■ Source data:
********************

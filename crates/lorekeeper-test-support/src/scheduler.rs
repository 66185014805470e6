//! Test schedulers — deterministic `Scheduler` implementations.

use std::sync::Mutex;
use std::time::Duration;

use async_trait::async_trait;

use lorekeeper_core::scheduler::Scheduler;

/// A scheduler whose sleeps complete immediately. Lets a full
/// submit-compose-acknowledge cycle run without wall-clock waits.
#[derive(Debug, Clone, Copy, Default)]
pub struct NoopScheduler;

#[async_trait]
impl Scheduler for NoopScheduler {
    async fn sleep(&self, _duration: Duration) {}
}

/// A scheduler whose sleeps never complete. Parks the controller in
/// whatever delay it enters next — useful for observing the queue while an
/// event waits for acknowledgement.
#[derive(Debug, Clone, Copy, Default)]
pub struct PendingScheduler;

#[async_trait]
impl Scheduler for PendingScheduler {
    async fn sleep(&self, _duration: Duration) {
        std::future::pending::<()>().await;
    }
}

/// A scheduler that records every requested sleep and completes it
/// immediately.
#[derive(Debug, Default)]
pub struct RecordingScheduler {
    slept: Mutex<Vec<Duration>>,
}

impl RecordingScheduler {
    /// Creates a recording scheduler with no sleeps recorded.
    #[must_use]
    pub fn new() -> Self {
        Self::default()
    }

    /// Returns a snapshot of all requested sleep durations, in order.
    ///
    /// # Panics
    ///
    /// Panics if the internal mutex is poisoned.
    #[must_use]
    pub fn slept(&self) -> Vec<Duration> {
        self.slept.lock().unwrap().clone()
    }
}

#[async_trait]
impl Scheduler for RecordingScheduler {
    async fn sleep(&self, duration: Duration) {
        self.slept.lock().unwrap().push(duration);
    }
}
//! Test clocks — deterministic `Clock` implementations.

use std::sync::Mutex;

use chrono::{DateTime, TimeDelta, Utc};

use lorekeeper_core::clock::Clock;

/// A clock that always returns a fixed point in time.
#[derive(Debug, Clone, Copy)]
pub struct FixedClock(pub DateTime<Utc>);

impl Clock for FixedClock {
    fn now(&self) -> DateTime<Utc> {
        self.0
    }
}

/// A clock that advances by a fixed step on every `now()` call.
///
/// The first call returns the start time; each further call returns one
/// more step. A step larger than the controller's timeout bound makes the
/// soft watchdog fire deterministically.
#[derive(Debug)]
pub struct SteppingClock {
    start: DateTime<Utc>,
    step: TimeDelta,
    calls: Mutex<i32>,
}

impl SteppingClock {
    /// Creates a clock starting at `start`, advancing by `step` per call.
    #[must_use]
    pub fn new(start: DateTime<Utc>, step: TimeDelta) -> Self {
        Self {
            start,
            step,
            calls: Mutex::new(0),
        }
    }
}

impl Clock for SteppingClock {
    fn now(&self) -> DateTime<Utc> {
        let mut calls = self.calls.lock().unwrap();
        let now = self.start + self.step * *calls;
        *calls += 1;
        now
    }
}

#[cfg(test)]
mod tests {
    use chrono::{TimeDelta, TimeZone, Utc};

    use lorekeeper_core::clock::Clock;

    use super::SteppingClock;

    #[test]
    fn test_stepping_clock_advances_per_call() {
        let start = Utc.with_ymd_and_hms(2026, 3, 1, 12, 0, 0).unwrap();
        let clock = SteppingClock::new(start, TimeDelta::seconds(10));

        assert_eq!(clock.now(), start);
        assert_eq!(clock.now(), start + TimeDelta::seconds(10));
        assert_eq!(clock.now(), start + TimeDelta::seconds(20));
    }
}
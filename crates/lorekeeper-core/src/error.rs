//! Advisory error taxonomy.

use thiserror::Error;

/// Errors surfaced by the advisory core.
///
/// None of these cross the controller's public boundary as panics or
/// returned failures; they are reported through the error-notification
/// channel (or, for document sources, logged) and recovered locally.
#[derive(Debug, Error)]
pub enum AdvisoryError {
    /// An event was absent or failed its category validity contract.
    #[error("invalid event: {0}")]
    InvalidEvent(String),

    /// A document source could not be read; lookups degrade to empty.
    #[error("document source unavailable: {path}: {reason}")]
    DocumentUnavailable {
        /// The path that could not be read.
        path: String,
        /// The underlying read failure.
        reason: String,
    },

    /// A process step exceeded the configured bound.
    #[error("processing took {elapsed_ms} ms, exceeding the {bound_ms} ms bound")]
    Timeout {
        /// Milliseconds the step actually took.
        elapsed_ms: i64,
        /// The configured bound in milliseconds.
        bound_ms: i64,
    },

    /// Event encoding or decoding failed.
    #[error("event serialization failed: {0}")]
    Serialization(String),
}
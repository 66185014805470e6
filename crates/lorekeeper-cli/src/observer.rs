//! Console observer printing controller notifications.

use lorekeeper_core::observe::AdvisoryObserver;
use lorekeeper_core::state::AdvisorState;

/// Prints advisory text and errors to the console; lifecycle noise goes to
/// the tracing log only.
#[derive(Debug, Clone, Copy, Default)]
pub struct ConsoleObserver;

impl AdvisoryObserver for ConsoleObserver {
    fn on_ready_to_display(&self, text: &str) {
        println!("» {text}");
    }

    fn on_state_changed(&self, old: AdvisorState, new: AdvisorState) {
        tracing::debug!(%old, %new, "advisor state");
    }

    fn on_error_occurred(&self, message: &str) {
        eprintln!("! {message}");
    }

    fn on_processing_complete(&self) {
        tracing::info!("advisory queue drained");
    }
}
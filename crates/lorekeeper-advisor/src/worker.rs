//! The single-worker state machine driving advisory processing.

use std::collections::VecDeque;
use std::path::PathBuf;
use std::sync::Arc;

use tokio::sync::{mpsc, oneshot};

use lorekeeper_core::clock::Clock;
use lorekeeper_core::event::AdvisoryEvent;
use lorekeeper_core::observe::AdvisoryObserver;
use lorekeeper_core::reader::FileReader;
use lorekeeper_core::scheduler::Scheduler;
use lorekeeper_core::state::AdvisorState;
use lorekeeper_docs::index::DocumentIndex;
use lorekeeper_resolver::resolve::AdvisoryResolver;

use crate::config::AdvisorConfig;
use crate::controller::AdvisorDeps;
use crate::progress::ProgressState;

/// Commands accepted by the worker task.
pub(crate) enum Command {
    HandleEvent(Box<AdvisoryEvent>),
    Acknowledge,
    ClearQueue,
    Reset,
    Progress(oneshot::Sender<ProgressState>),
    LoadPrimary(PathBuf),
    LoadTopic(String, PathBuf),
}

/// Outcome of waiting for acknowledgement of a displayed advisory.
enum AckOutcome {
    /// A collaborator acknowledged, or the auto-acknowledge delay elapsed.
    Advance,
    /// The queue was cleared or the controller reset; stop this run.
    Interrupted,
    /// Every handle was dropped; shut down.
    Shutdown,
}

/// Owns the pending queue, the state machine, the progress counters, and
/// the document index. Exactly one instance runs per controller, so "at
/// most one process step active" holds by construction.
pub(crate) struct AdvisorWorker {
    config: AdvisorConfig,
    clock: Arc<dyn Clock>,
    scheduler: Arc<dyn Scheduler>,
    reader: Arc<dyn FileReader>,
    observers: Vec<Arc<dyn AdvisoryObserver>>,
    resolver: AdvisoryResolver,
    index: DocumentIndex,
    commands: mpsc::UnboundedReceiver<Command>,
    queue: VecDeque<AdvisoryEvent>,
    state: AdvisorState,
    progress: ProgressState,
}

impl AdvisorWorker {
    pub(crate) fn new(
        config: AdvisorConfig,
        deps: AdvisorDeps,
        commands: mpsc::UnboundedReceiver<Command>,
    ) -> Self {
        Self {
            config,
            clock: deps.clock,
            scheduler: deps.scheduler,
            reader: deps.reader,
            observers: deps.observers,
            resolver: AdvisoryResolver::new(deps.translator),
            index: DocumentIndex::new(),
            commands,
            queue: VecDeque::new(),
            state: AdvisorState::Idle,
            progress: ProgressState::default(),
        }
    }

    /// Runs until every controller handle is dropped.
    ///
    /// Invariant: the worker is idle with an empty queue between top-level
    /// commands — every nested flow (process run, error excursion) runs to
    /// completion before the next `recv`.
    pub(crate) async fn run(mut self) {
        while let Some(command) = self.commands.recv().await {
            self.on_command(command).await;
        }
        tracing::debug!("all controller handles dropped, worker stopping");
    }

    async fn on_command(&mut self, command: Command) {
        match command {
            Command::HandleEvent(event) => self.on_event(*event).await,
            // Between steps there is nothing to acknowledge.
            Command::Acknowledge => tracing::debug!("acknowledge while idle ignored"),
            Command::ClearQueue => self.clear_queue(),
            Command::Reset => self.reset(),
            Command::Progress(reply) => {
                let _ = reply.send(self.progress.clone());
            }
            Command::LoadPrimary(path) => self.index.load_primary(self.reader.as_ref(), &path),
            Command::LoadTopic(topic_id, path) => {
                self.index.load_topic(&topic_id, self.reader.as_ref(), &path);
            }
        }
    }

    async fn on_event(&mut self, event: AdvisoryEvent) {
        if !event.is_valid() {
            let message = format!("invalid event rejected: {}", event.describe());
            self.report_error(&message);
            self.error_excursion().await;
            return;
        }
        self.queue.push_back(event);
        if self.state == AdvisorState::Idle {
            self.process_queue().await;
        }
    }

    /// One full processing run: dequeue, compose, display, wait for
    /// acknowledgement, until the queue drains or the run is interrupted.
    async fn process_queue(&mut self) {
        loop {
            let Some(event) = self.queue.pop_front() else {
                self.set_state(AdvisorState::Idle);
                self.notify(|o| o.on_processing_complete());
                return;
            };

            self.set_state(AdvisorState::Listening);
            self.set_state(AdvisorState::Composing);

            let started = self.clock.now();
            let text = self.resolver.resolve(&event, &self.index);
            let elapsed_ms = self
                .clock
                .now()
                .signed_duration_since(started)
                .num_milliseconds();
            let bound_ms = i64::try_from(self.config.event_timeout.as_millis()).unwrap_or(i64::MAX);

            if elapsed_ms > bound_ms {
                // Soft watchdog: the step ran to completion, but its text is
                // stale past the bound, so it is dropped rather than shown.
                self.report_error(&format!(
                    "processing of {} took {elapsed_ms} ms, exceeding the {bound_ms} ms bound",
                    event.category
                ));
                self.error_excursion().await;
                continue;
            }

            self.progress.record_display(event.category, self.clock.now());
            self.set_state(AdvisorState::WaitingForAck);
            self.notify(|o| o.on_ready_to_display(&text));

            match self.await_acknowledge().await {
                AckOutcome::Advance => {}
                AckOutcome::Interrupted | AckOutcome::Shutdown => return,
            }
        }
    }

    /// Races a collaborator acknowledgement against the auto-acknowledge
    /// delay. Commands arriving during the wait are serviced inline so a
    /// long-poll collaborator can still queue events, query progress, or
    /// clear the queue.
    async fn await_acknowledge(&mut self) -> AckOutcome {
        let scheduler = Arc::clone(&self.scheduler);
        let mut sleep = scheduler.sleep(self.config.ack_delay);
        loop {
            tokio::select! {
                biased;
                () = &mut sleep => return AckOutcome::Advance,
                command = self.commands.recv() => match command {
                    Some(Command::Acknowledge) => return AckOutcome::Advance,
                    Some(Command::ClearQueue) => {
                        self.clear_queue();
                        return AckOutcome::Interrupted;
                    }
                    Some(Command::Reset) => {
                        self.reset();
                        return AckOutcome::Interrupted;
                    }
                    Some(Command::HandleEvent(event)) => {
                        if event.is_valid() {
                            self.queue.push_back(*event);
                        } else {
                            // The in-flight display stays undisturbed; the
                            // rejection is reported and counted only.
                            self.report_error(&format!(
                                "invalid event rejected: {}",
                                event.describe()
                            ));
                        }
                    }
                    Some(Command::Progress(reply)) => {
                        let _ = reply.send(self.progress.clone());
                    }
                    Some(Command::LoadPrimary(path)) => {
                        self.index.load_primary(self.reader.as_ref(), &path);
                    }
                    Some(Command::LoadTopic(topic_id, path)) => {
                        self.index.load_topic(&topic_id, self.reader.as_ref(), &path);
                    }
                    None => return AckOutcome::Shutdown,
                },
            }
        }
    }

    /// Error-state excursion: enter `Error`, hold for the recovery delay,
    /// return to `Idle`. Unconditional regardless of the error's cause;
    /// commands submitted meanwhile stay buffered in the channel.
    async fn error_excursion(&mut self) {
        self.set_state(AdvisorState::Error);
        self.scheduler.sleep(self.config.recovery_delay).await;
        self.set_state(AdvisorState::Idle);
    }

    fn clear_queue(&mut self) {
        self.queue.clear();
        self.set_state(AdvisorState::Idle);
    }

    fn reset(&mut self) {
        self.queue.clear();
        self.progress.reset();
        self.set_state(AdvisorState::Idle);
    }

    fn report_error(&mut self, message: &str) {
        tracing::error!("{message}");
        self.progress.record_error();
        self.notify(|o| o.on_error_occurred(message));
    }

    fn set_state(&mut self, new: AdvisorState) {
        if new == self.state {
            return;
        }
        let old = self.state;
        self.state = new;
        tracing::debug!(%old, %new, "advisor state changed");
        self.notify(|o| o.on_state_changed(old, new));
    }

    fn notify(&self, f: impl Fn(&dyn AdvisoryObserver)) {
        for observer in &self.observers {
            f(observer.as_ref());
        }
    }
}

********************

■ DIRECTIONS FOR THIS TASK:
Set down, word for word, each line from the top of the records above through the line with "pub struct RecordingScheduler".

■ EXERCISE SOLUTION:
filename crates/lorekeeper-test-support/src/scheduler.rs
repository 66185014805470e6
//! Test schedulers — deterministic `Scheduler` implementations.

use std::sync::Mutex;
use std::time::Duration;

use async_trait::async_trait;

use lorekeeper_core::scheduler::Scheduler;

/// A scheduler whose sleeps complete immediately. Lets a full
/// submit-compose-acknowledge cycle run without wall-clock waits.
#[derive(Debug, Clone, Copy, Default)]
pub struct NoopScheduler;

#[async_trait]
impl Scheduler for NoopScheduler {
    async fn sleep(&self, _duration: Duration) {}
}

/// A scheduler whose sleeps never complete. Parks the controller in
/// whatever delay it enters next — useful for observing the queue while an
/// event waits for acknowledgement.
#[derive(Debug, Clone, Copy, Default)]
pub struct PendingScheduler;

#[async_trait]
impl Scheduler for PendingScheduler {
    async fn sleep(&self, _duration: Duration) {
        std::future::pending::<()>().await;
    }
}

/// A scheduler that records every requested sleep and completes it
/// immediately.
#[derive(Debug, Default)]
pub struct RecordingScheduler {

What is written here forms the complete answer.